В Советском Союзе симпатия к старой-доброй Англии не была предосудительной. Притом, чем старее была Англия, тем она считалась добрее . Ричард - Львиное Сердце казался совсем уже «нашим», почти как благородный разбойник Робин Гуд, а вот Принц Джон – типичным гадом и «буржуином». Айвенго, конечно же, не дотягивал до шевалье Д`Артаньяна, однако, и он воспринимался весьма благосклонно. И Лондон Шерлока Холмса выглядел вполне родным и уютным, несмотря на вечный смог, промозглый холод и высокий уровень преступности. А вот уже ближе к нашим временам появились Чемберлены в высоких цилиндрах – вот их было положено ненавидеть. Кстати, Чемберленов было целых три штуки - отец и два сына. Все трое в цилиндрах и перчатках - бей любого, не промахнёшься. Массированная критика политического курса тори. Но! Гениальные постановки Шекспира в театре и в кино. Лучший Гамлет в мире – это Иннокентий Смоктуновский. Роскошные экранизации «Театра» и «Стакана воды». Превращение полузабытого фарса Брэндона Томаса «Тётка Чарлея» в лирическую ретро-картину с неподражаемым Александром Калягиным в главной роли. И, разумеется, безудержная битломания, как впрочем, и во всём остальном мире.

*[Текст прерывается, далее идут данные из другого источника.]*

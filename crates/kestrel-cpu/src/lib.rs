//! The Kestrel 80386 CPU core.
//!
//! One [`Cpu`] models one processor: register file, segmentation, two-level
//! paging, the table-driven instruction decoder and execution engine, and the
//! interrupt/exception/task-switch machinery. The core is single-threaded and
//! cooperative; the owning machine calls [`Cpu::step`] in a loop and services
//! the PIC between instructions.
//!
//! The core reaches the outside world through three narrow seams:
//! - physical memory via the owned [`kestrel_mem::Bus`] (devices register
//!   [`kestrel_mem::MemoryProvider`] windows there),
//! - port I/O via the [`IoPorts`] trait,
//! - the interrupt request line via [`InterruptLine`].

mod addr;
mod cpu;
mod decode;
mod descriptor;
mod exception;
mod flags;
mod interp;
mod interrupt;
mod mem;
mod paging;
mod segment;
mod snapshot;
mod state;
mod tasking;
mod transfer;

pub use addr::{LinearAddress, LogicalAddress, PhysicalAddress};
pub use cpu::{Cpu, CpuConfig, Env, InterruptLine, IoPorts, NoIrq, OpenBusIo};
pub use decode::{Instruction, ModRm, RepPrefix, RmLocation};
pub use descriptor::{
    parse_descriptor, CodeSegment, DataSegment, Descriptor, Gate, GateKind, LdtSegment, Selector,
    TssDescriptor,
};
pub use exception::{Exception, InterruptSource};
pub use paging::{MemoryAccess, PteFlags};
pub use snapshot::CpuSnapshot;
pub use state::{DescriptorTableReg, SegKind, SegmentCache, SystemSegmentReg};
pub use state::{
    OpSize, RunState, SegReg, CR0_PE, CR0_PG, CR0_TS, CR0_WP, CR4_TSD, FLAGS_IOPL, FLAG_AF,
    FLAG_CF, FLAG_DF, FLAG_IF, FLAG_NT, FLAG_OF, FLAG_PF, FLAG_SF, FLAG_TF, FLAG_VM, FLAG_ZF,
    REG_EAX, REG_EBP, REG_EBX, REG_ECX, REG_EDI, REG_EDX, REG_ESI, REG_ESP,
};
/// The six encoding forms shared by ADD/OR/ADC/SBB/AND/SUB/XOR/CMP.
macro_rules! alu_family {
    ($alu:ident: $rm8_r8:ident, $rm_r:ident, $r8_rm8:ident, $r_rm:ident, $al_imm:ident, $eax_imm:ident, $rm8_imm:ident, $rm_imm:ident, writeback = $wb:expr) => {
        pub(crate) fn $rm8_r8(
            cpu: &mut Cpu,
            _env: &mut Env<'_>,
            insn: &Instruction,
        ) -> Result<(), Exception> {
            let a = cpu.read_rm8(insn)?;
            let b = cpu.read_reg8(insn.modrm().reg());
            let r = cpu.$alu(a, b);
            if $wb {
                cpu.write_rm8(insn, r)?;
            }
            Ok(())
        }

        pub(crate) fn $rm_r(
            cpu: &mut Cpu,
            _env: &mut Env<'_>,
            insn: &Instruction,
        ) -> Result<(), Exception> {
            if insn.o32 {
                let a = cpu.read_rm32(insn)?;
                let b = cpu.read_reg32(insn.modrm().reg());
                let r = cpu.$alu(a, b);
                if $wb {
                    cpu.write_rm32(insn, r)?;
                }
            } else {
                let a = cpu.read_rm16(insn)?;
                let b = cpu.read_reg16(insn.modrm().reg());
                let r = cpu.$alu(a, b);
                if $wb {
                    cpu.write_rm16(insn, r)?;
                }
            }
            Ok(())
        }

        pub(crate) fn $r8_rm8(
            cpu: &mut Cpu,
            _env: &mut Env<'_>,
            insn: &Instruction,
        ) -> Result<(), Exception> {
            let a = cpu.read_reg8(insn.modrm().reg());
            let b = cpu.read_rm8(insn)?;
            let r = cpu.$alu(a, b);
            if $wb {
                cpu.write_reg8(insn.modrm().reg(), r);
            }
            Ok(())
        }

        pub(crate) fn $r_rm(
            cpu: &mut Cpu,
            _env: &mut Env<'_>,
            insn: &Instruction,
        ) -> Result<(), Exception> {
            if insn.o32 {
                let a = cpu.read_reg32(insn.modrm().reg());
                let b = cpu.read_rm32(insn)?;
                let r = cpu.$alu(a, b);
                if $wb {
                    cpu.write_reg32(insn.modrm().reg(), r);
                }
            } else {
                let a = cpu.read_reg16(insn.modrm().reg());
                let b = cpu.read_rm16(insn)?;
                let r = cpu.$alu(a, b);
                if $wb {
                    cpu.write_reg16(insn.modrm().reg(), r);
                }
            }
            Ok(())
        }

        pub(crate) fn $al_imm(
            cpu: &mut Cpu,
            _env: &mut Env<'_>,
            insn: &Instruction,
        ) -> Result<(), Exception> {
            let a = cpu.al();
            let r = cpu.$alu(a, insn.imm as u8);
            if $wb {
                cpu.set_al(r);
            }
            Ok(())
        }

        pub(crate) fn $eax_imm(
            cpu: &mut Cpu,
            _env: &mut Env<'_>,
            insn: &Instruction,
        ) -> Result<(), Exception> {
            if insn.o32 {
                let a = cpu.eax();
                let r = cpu.$alu(a, insn.imm);
                if $wb {
                    cpu.set_eax(r);
                }
            } else {
                let a = cpu.ax();
                let r = cpu.$alu(a, insn.imm as u16);
                if $wb {
                    cpu.set_ax(r);
                }
            }
            Ok(())
        }

        pub(crate) fn $rm8_imm(
            cpu: &mut Cpu,
            _env: &mut Env<'_>,
            insn: &Instruction,
        ) -> Result<(), Exception> {
            let a = cpu.read_rm8(insn)?;
            let r = cpu.$alu(a, insn.imm as u8);
            if $wb {
                cpu.write_rm8(insn, r)?;
            }
            Ok(())
        }

        pub(crate) fn $rm_imm(
            cpu: &mut Cpu,
            _env: &mut Env<'_>,
            insn: &Instruction,
        ) -> Result<(), Exception> {
            if insn.o32 {
                let a = cpu.read_rm32(insn)?;
                let r = cpu.$alu(a, insn.imm);
                if $wb {
                    cpu.write_rm32(insn, r)?;
                }
            } else {
                let a = cpu.read_rm16(insn)?;
                let r = cpu.$alu(a, insn.imm as u16);
                if $wb {
                    cpu.write_rm16(insn, r)?;
                }
            }
            Ok(())
        }
    };
}
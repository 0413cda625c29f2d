use tracing::trace;

use kestrel_cpu::{IoPorts, OpSize};

/// A device behind a range of I/O ports.
pub trait IoDevice {
    fn io_read(&mut self, port: u16, size: OpSize) -> u32;
    fn io_write(&mut self, port: u16, size: OpSize, value: u32);
    fn reset(&mut self) {}
}

struct Registration {
    first: u16,
    last: u16,
    device: Box<dyn IoDevice>,
}

/// The port-I/O bus: devices claim inclusive port ranges; unclaimed ports
/// float high like an open ISA bus.
#[derive(Default)]
pub struct IoBus {
    registrations: Vec<Registration>,
}

impl IoBus {
    pub fn register(&mut self, first: u16, last: u16, device: Box<dyn IoDevice>) {
        assert!(first <= last);
        self.registrations.push(Registration {
            first,
            last,
            device,
        });
    }

    pub(crate) fn reset_all(&mut self) {
        for registration in &mut self.registrations {
            registration.device.reset();
        }
    }

    fn device_for(&mut self, port: u16) -> Option<&mut Box<dyn IoDevice>> {
        self.registrations
            .iter_mut()
            .find(|r| (r.first..=r.last).contains(&port))
            .map(|r| &mut r.device)
    }
}

impl IoPorts for IoBus {
    fn io_read(&mut self, port: u16, size: OpSize) -> u32 {
        match self.device_for(port) {
            Some(device) => device.io_read(port, size),
            None => {
                trace!(target: "kestrel_machine", port, "read from unclaimed port");
                size.mask()
            }
        }
    }

    fn io_write(&mut self, port: u16, size: OpSize, value: u32) {
        match self.device_for(port) {
            Some(device) => device.io_write(port, size, value),
            None => {
                trace!(target: "kestrel_machine", port, value, "write to unclaimed port");
            }
        }
    }
}

#[cfg(test)]
mod tests {
    use super::*;

    struct Latch(u32);

    impl IoDevice for Latch {
        fn io_read(&mut self, _port: u16, _size: OpSize) -> u32 {
            self.0
        }
        fn io_write(&mut self, _port: u16, _size: OpSize, value: u32) {
            self.0 = value;
        }
    }

    #[test]
    fn routes_by_port_range() {
        let mut bus = IoBus::default();
        bus.register(0x60, 0x64, Box::new(Latch(0)));

        bus.io_write(0x60, OpSize::Byte, 0xAB);
        assert_eq!(bus.io_read(0x64, OpSize::Byte), 0xAB);
        assert_eq!(bus.io_read(0x70, OpSize::Byte), 0xFF, "open bus floats high");
        assert_eq!(bus.io_read(0x70, OpSize::Word), 0xFFFF);
    }
}
//! Stack opcodes: pushes, pops, the all-register forms, flag images and
//! stack frames.

use crate::cpu::{Cpu, Env};
use crate::decode::Instruction;
use crate::exception::Exception;
use crate::state::{
    SegReg, FLAG_RF, FLAG_VM, REG_EBP, REG_ESP,
};

pub(crate) fn push_reg(cpu: &mut Cpu, _env: &mut Env<'_>, insn: &Instruction) -> Result<(), Exception> {
    let reg = usize::from(insn.opcode & 7);
    let value = if insn.o32 {
        cpu.read_reg32(reg)
    } else {
        u32::from(cpu.read_reg16(reg))
    };
    cpu.push_osize(value, insn.o32)
}

pub(crate) fn pop_reg(cpu: &mut Cpu, _env: &mut Env<'_>, insn: &Instruction) -> Result<(), Exception> {
    let reg = usize::from(insn.opcode & 7);
    let value = cpu.pop_osize(insn.o32)?;
    if insn.o32 {
        cpu.write_reg32(reg, value);
    } else {
        cpu.write_reg16(reg, value as u16);
    }
    Ok(())
}

pub(crate) fn push_imm(cpu: &mut Cpu, _env: &mut Env<'_>, insn: &Instruction) -> Result<(), Exception> {
    cpu.push_osize(insn.imm, insn.o32)
}

pub(crate) fn push_rm(cpu: &mut Cpu, _env: &mut Env<'_>, insn: &Instruction) -> Result<(), Exception> {
    let value = cpu.read_rm_osize(insn)?;
    cpu.push_osize(value, insn.o32)
}

pub(crate) fn pop_rm(cpu: &mut Cpu, _env: &mut Env<'_>, insn: &Instruction) -> Result<(), Exception> {
    let value = cpu.pop_osize(insn.o32)?;
    cpu.write_rm_osize(insn, value)
}

fn push_sreg_for(cpu: &mut Cpu, insn: &Instruction, seg: SegReg) -> Result<(), Exception> {
    let selector = cpu.segment(seg);
    cpu.push_osize(u32::from(selector), insn.o32)
}

/// Pops the selector without committing SP until the load succeeded, so a
/// faulting load restarts cleanly.
fn pop_sreg_for(cpu: &mut Cpu, insn: &Instruction, seg: SegReg) -> Result<(), Exception> {
    let selector = cpu.read_memory_osize(SegReg::SS, cpu.stack_ptr(), insn.o32)? as u16;
    cpu.load_segment(seg, selector)?;
    cpu.adjust_stack_pointer(insn.osize().bytes() as i32);
    if seg == SegReg::SS {
        cpu.make_next_instruction_uninterruptible();
    }
    Ok(())
}

pub(crate) fn push_sreg(cpu: &mut Cpu, _env: &mut Env<'_>, insn: &Instruction) -> Result<(), Exception> {
    let seg = match insn.opcode {
        0x06 => SegReg::ES,
        0x0E => SegReg::CS,
        0x16 => SegReg::SS,
        0x1E => SegReg::DS,
        0x0FA0 => SegReg::FS,
        _ => SegReg::GS,
    };
    push_sreg_for(cpu, insn, seg)
}

pub(crate) fn pop_sreg(cpu: &mut Cpu, _env: &mut Env<'_>, insn: &Instruction) -> Result<(), Exception> {
    let seg = match insn.opcode {
        0x07 => SegReg::ES,
        0x17 => SegReg::SS,
        0x1F => SegReg::DS,
        0x0FA1 => SegReg::FS,
        _ => SegReg::GS,
    };
    pop_sreg_for(cpu, insn, seg)
}

// --- PUSHA / POPA -----------------------------------------------------------

pub(crate) fn pusha(cpu: &mut Cpu, _env: &mut Env<'_>, insn: &Instruction) -> Result<(), Exception> {
    let original_sp = if insn.o32 {
        cpu.read_reg32(REG_ESP)
    } else {
        u32::from(cpu.read_reg16(REG_ESP))
    };
    for reg in [0, 1, 2, 3, REG_ESP, REG_EBP, 6, 7] {
        let value = if reg == REG_ESP {
            original_sp
        } else if insn.o32 {
            cpu.read_reg32(reg)
        } else {
            u32::from(cpu.read_reg16(reg))
        };
        cpu.push_osize(value, insn.o32)?;
    }
    Ok(())
}

pub(crate) fn popa(cpu: &mut Cpu, _env: &mut Env<'_>, insn: &Instruction) -> Result<(), Exception> {
    for reg in [7, 6, REG_EBP, REG_ESP, 3, 2, 1, 0] {
        let value = cpu.pop_osize(insn.o32)?;
        if reg == REG_ESP {
            // The stacked SP image is discarded.
            continue;
        }
        if insn.o32 {
            cpu.write_reg32(reg, value);
        } else {
            cpu.write_reg16(reg, value as u16);
        }
    }
    Ok(())
}

// --- PUSHF / POPF -----------------------------------------------------------

pub(crate) fn pushf(cpu: &mut Cpu, _env: &mut Env<'_>, insn: &Instruction) -> Result<(), Exception> {
    if cpu.v86_mode() && cpu.iopl() < 3 {
        return Err(Exception::gp0());
    }
    // The pushed image never exposes VM/RF.
    let flags = cpu.get_eflags() & !(FLAG_VM | FLAG_RF);
    cpu.push_osize(flags, insn.o32)
}

pub(crate) fn popf(cpu: &mut Cpu, _env: &mut Env<'_>, insn: &Instruction) -> Result<(), Exception> {
    if cpu.v86_mode() && cpu.iopl() < 3 {
        return Err(Exception::gp0());
    }
    let value = cpu.pop_osize(insn.o32)?;
    cpu.apply_popped_flags(value, insn.o32);
    Ok(())
}

// --- ENTER / LEAVE ----------------------------------------------------------

pub(crate) fn enter(cpu: &mut Cpu, _env: &mut Env<'_>, insn: &Instruction) -> Result<(), Exception> {
    let frame_size = insn.imm;
    let nesting = insn.imm2 & 0x1F;
    let opsize = insn.osize().bytes();

    let bp = if insn.o32 {
        cpu.read_reg32(REG_EBP)
    } else {
        u32::from(cpu.read_reg16(REG_EBP))
    };
    cpu.push_osize(bp, insn.o32)?;
    let frame_temp = cpu.stack_ptr();

    if nesting > 0 {
        let mut display = bp;
        for _ in 1..nesting {
            display = display.wrapping_sub(opsize);
            let slot = cpu.read_memory_osize(SegReg::SS, display, insn.o32)?;
            cpu.push_osize(slot, insn.o32)?;
        }
        cpu.push_osize(frame_temp, insn.o32)?;
    }

    if insn.o32 {
        cpu.write_reg32(REG_EBP, frame_temp);
    } else {
        cpu.write_reg16(REG_EBP, frame_temp as u16);
    }
    cpu.set_stack_ptr(cpu.stack_ptr().wrapping_sub(frame_size));
    Ok(())
}

pub(crate) fn leave(cpu: &mut Cpu, _env: &mut Env<'_>, insn: &Instruction) -> Result<(), Exception> {
    let bp = if insn.o32 {
        cpu.read_reg32(REG_EBP)
    } else {
        u32::from(cpu.read_reg16(REG_EBP))
    };
    cpu.set_stack_ptr(bp);
    let value = cpu.pop_osize(insn.o32)?;
    if insn.o32 {
        cpu.write_reg32(REG_EBP, value);
    } else {
        cpu.write_reg16(REG_EBP, value as u16);
    }
    Ok(())
}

Но… Английскому языку в СССР учили скверно, хотя обучение другим предметам было на высоте. Люди моего поколения помнят этот кошмар под названием «семья Стоговых» - мы изучали English, переводя тексты про эту воображаемую family. Чтобы сносно говорить по-английски, надо было прилагать великие усилия - либо получить доступ в элитную спецшколу, либо найти репетитора (который, между нами говоря, постоянно «ходил под статьёй» о... нетрудовых доходах). Таким образом, большинство людей моего поколения так и не выучились правильно произносить « зе тэйбл» . Что ещё? Журнал «Англия» - шикарный, глянцевый и при этом – строгий. Кстати, из всех «вражеских голосов», пробивавшихся через «глушилки», самым …приличным, точнее наименее кликушеским был именно голос станции Би-Би-Си. Именно из программ Севы Новгородцева мы узнавали о рок-музыке. Впрочем, сейчас это уже давняя история, которую помнят исключительно люди старшего поколения.
…А пока – на дворе год 2014-й. Перекрёстный год культуры Великобритании и России. Время узнать друг друга лучше.